Jeanne walked about the pretty little room, with its dainty show-cases and Parisian dolls and model coats and hats. She walked about the room and wore the clothes that Auntie Sue had made.

And when the children's mothers came to buy, they said, "Isn't that a beautiful little coat?" or, "Doesn't she look sweet in that little dress?"

Jeanne always looked sweet and pretty in everything she wore. Jeanne walked very straight and held her head high and smiled at all the people. She seemed to belong in those clothes.

So every mother thought that her child would look as well as Jeanne looked. Of course some of them did, but not all. Jeanne was known throughout Paris—throughout "child-and-mother-Paris"—as the "Little Model."

You may think that she became haughty and proud because so many people knew about her and came to watch her. But this was not the case at all.

Jeanne never thought of things like that. She was too busy ever to think of such things. While she loved to help Auntie Sue, it was hard work, and often Auntie Sue worried.
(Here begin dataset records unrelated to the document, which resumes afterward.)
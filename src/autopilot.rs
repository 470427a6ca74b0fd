//! Greedy steering for unattended runs
//!
//! Looks one cell ahead: never reverses, skips moves that would collide,
//! and heads for whichever remaining cell is closest to the item.

use crate::sim::{Direction, SimulationState, StepKind};

/// Pick the direction for the next tick
pub fn steer(state: &SimulationState) -> Direction {
    let creature = &state.creature;
    let heading = creature.heading();
    let Some(head) = creature.head() else {
        return heading;
    };
    let target = state.item.cell;

    Direction::ALL
        .into_iter()
        .filter(|&dir| dir != heading.opposite())
        .filter_map(|dir| {
            let next = head + dir.delta();
            let kind = if next == target {
                StepKind::Grow
            } else {
                StepKind::Step
            };
            if creature.check_collision(next, kind) {
                return None;
            }
            // Ties go to the current heading
            let turn_cost = i32::from(dir != heading);
            Some((crate::manhattan(next, target) * 2 + turn_cost, dir))
        })
        .min_by_key(|&(score, _)| score)
        .map(|(_, dir)| dir)
        .unwrap_or(heading)
}
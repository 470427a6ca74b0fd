//! Deterministic simulation module
//!
//! All gameplay logic lives here. This module must be pure and deterministic:
//! - Runs only when the scheduler calls `tick`
//! - Seeded RNG only, passed in by the caller
//! - Timestamps come from the pulse, never from the wall clock
//! - No rendering, audio, or particle dependencies

pub mod creature;
pub mod events;
pub mod placement;
pub mod state;
pub mod tick;

pub use creature::{Creature, StepKind, Vitality};
pub use events::{AudioCue, CollisionCause, GameEvent};
pub use placement::{Placement, place_item, tier_for_sequence};
pub use state::{Cell, Combo, Direction, Grid, Item, ItemTier, RunPhase, SimulationState};
pub use tick::{Collapse, TickOutcome, tick};
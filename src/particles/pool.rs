//! Fixed-capacity particle arena
//!
//! Records live in `slots` and are never freed; `free` is a stack of slot
//! indices ready for reuse and `active` lists the slots being simulated.
//! Every allocated slot is in exactly one of the two lists.

use glam::Vec2;
use serde::{Deserialize, Serialize};

use crate::color::Color;

/// Life at or below this counts as expired (absorbs f32 rounding of decay sums)
pub const LIFE_EPSILON: f32 = 1e-5;

/// Draw shape of a particle
#[derive(Debug, Clone, Copy, PartialEq, Eq, Default, Serialize, Deserialize)]
pub enum Shape {
    #[default]
    Rect,
    Circle,
}

/// A particle for visual effects
#[derive(Debug, Clone, PartialEq)]
pub struct Particle {
    pub pos: Vec2,
    /// Units per pulse
    pub vel: Vec2,
    pub color: Color,
    pub shape: Shape,
    /// Full size at life 1.0
    pub size: f32,
    /// Degrees
    pub rotation: f32,
    /// Degrees per pulse
    pub angular_velocity: f32,
    /// Added to `vel.y` every pulse
    pub gravity: f32,
    /// Velocity multiplier applied every pulse
    pub friction: f32,
    /// Remaining life, 1.0 down to 0.0
    pub life: f32,
    /// Life lost per pulse
    pub decay: f32,
}

impl Default for Particle {
    fn default() -> Self {
        Self {
            pos: Vec2::ZERO,
            vel: Vec2::ZERO,
            color: Color::WHITE,
            shape: Shape::Rect,
            size: 2.0,
            rotation: 0.0,
            angular_velocity: 0.0,
            gravity: 0.0,
            friction: 0.98,
            life: 1.0,
            decay: 0.02,
        }
    }
}

impl Particle {
    /// Size to draw at; particles shrink as they decay
    pub fn rendered_size(&self) -> f32 {
        self.size * self.life.clamp(0.0, 1.0)
    }

    /// Integrate one pulse. Returns false once the particle has expired.
    fn integrate(&mut self) -> bool {
        self.pos += self.vel;
        self.vel.y += self.gravity;
        self.vel *= self.friction;
        self.rotation += self.angular_velocity;
        self.life -= self.decay;
        self.life > LIFE_EPSILON
    }
}

/// Pool of reusable particle records bounded by `capacity` active particles
#[derive(Debug, Clone)]
pub struct ParticlePool {
    slots: Vec<Particle>,
    free: Vec<u32>,
    active: Vec<u32>,
    capacity: usize,
}

impl ParticlePool {
    /// Create a pool, allocating `prewarm` records up front (capped at capacity)
    pub fn new(capacity: usize, prewarm: usize) -> Self {
        let prewarm = prewarm.min(capacity);
        let slots = vec![Particle::default(); prewarm];
        // Reverse so the first pops hand out low indices
        let free = (0..prewarm as u32).rev().collect();
        Self {
            slots,
            free,
            active: Vec::with_capacity(capacity),
            capacity,
        }
    }

    pub fn capacity(&self) -> usize {
        self.capacity
    }

    pub fn active_len(&self) -> usize {
        self.active.len()
    }

    pub fn free_len(&self) -> usize {
        self.free.len()
    }

    /// Records ever allocated (free + active)
    pub fn allocated(&self) -> usize {
        self.slots.len()
    }

    pub fn is_full(&self) -> bool {
        self.active.len() >= self.capacity
    }

    /// Take a record from the free stack (allocating one if the stack is
    /// empty), reset it, and mark it active.
    ///
    /// Returns `None` only when `capacity` particles are already active.
    pub fn acquire(&mut self) -> Option<&mut Particle> {
        if self.is_full() {
            return None;
        }
        let index = match self.free.pop() {
            Some(index) => index,
            None => {
                self.slots.push(Particle::default());
                (self.slots.len() - 1) as u32
            }
        };
        self.active.push(index);
        let particle = &mut self.slots[index as usize];
        *particle = Particle::default();
        Some(particle)
    }

    /// Integrate every active particle once, retiring the expired ones.
    /// Returns how many were retired.
    pub fn step(&mut self) -> usize {
        let mut retired = 0;
        let mut i = self.active.len();
        while i > 0 {
            i -= 1;
            let index = self.active[i];
            if !self.slots[index as usize].integrate() {
                self.active.swap_remove(i);
                self.free.push(index);
                retired += 1;
            }
        }
        retired
    }

    /// Retire every active particle
    pub fn clear(&mut self) {
        self.free.append(&mut self.active);
    }

    /// Active particles, read-only
    pub fn iter(&self) -> impl Iterator<Item = &Particle> {
        self.active.iter().map(|&i| &self.slots[i as usize])
    }
}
"Ma chérie," she would say to Jeanne as she stroked her silky brown curls, "you are happy; are you not? You do not mind the work—the hard, hard work? Ah, Jeanne, it is not pleasant sometimes, I know."

And this was true. For when many, many mothers and children came, Jeanne had to walk back and forth, back and forth, through the room. She had to show the silken dresses, the velvet coats, the little fluffy bonnets and hats. And she always had to smile and answer people's questions to the tune of that smile.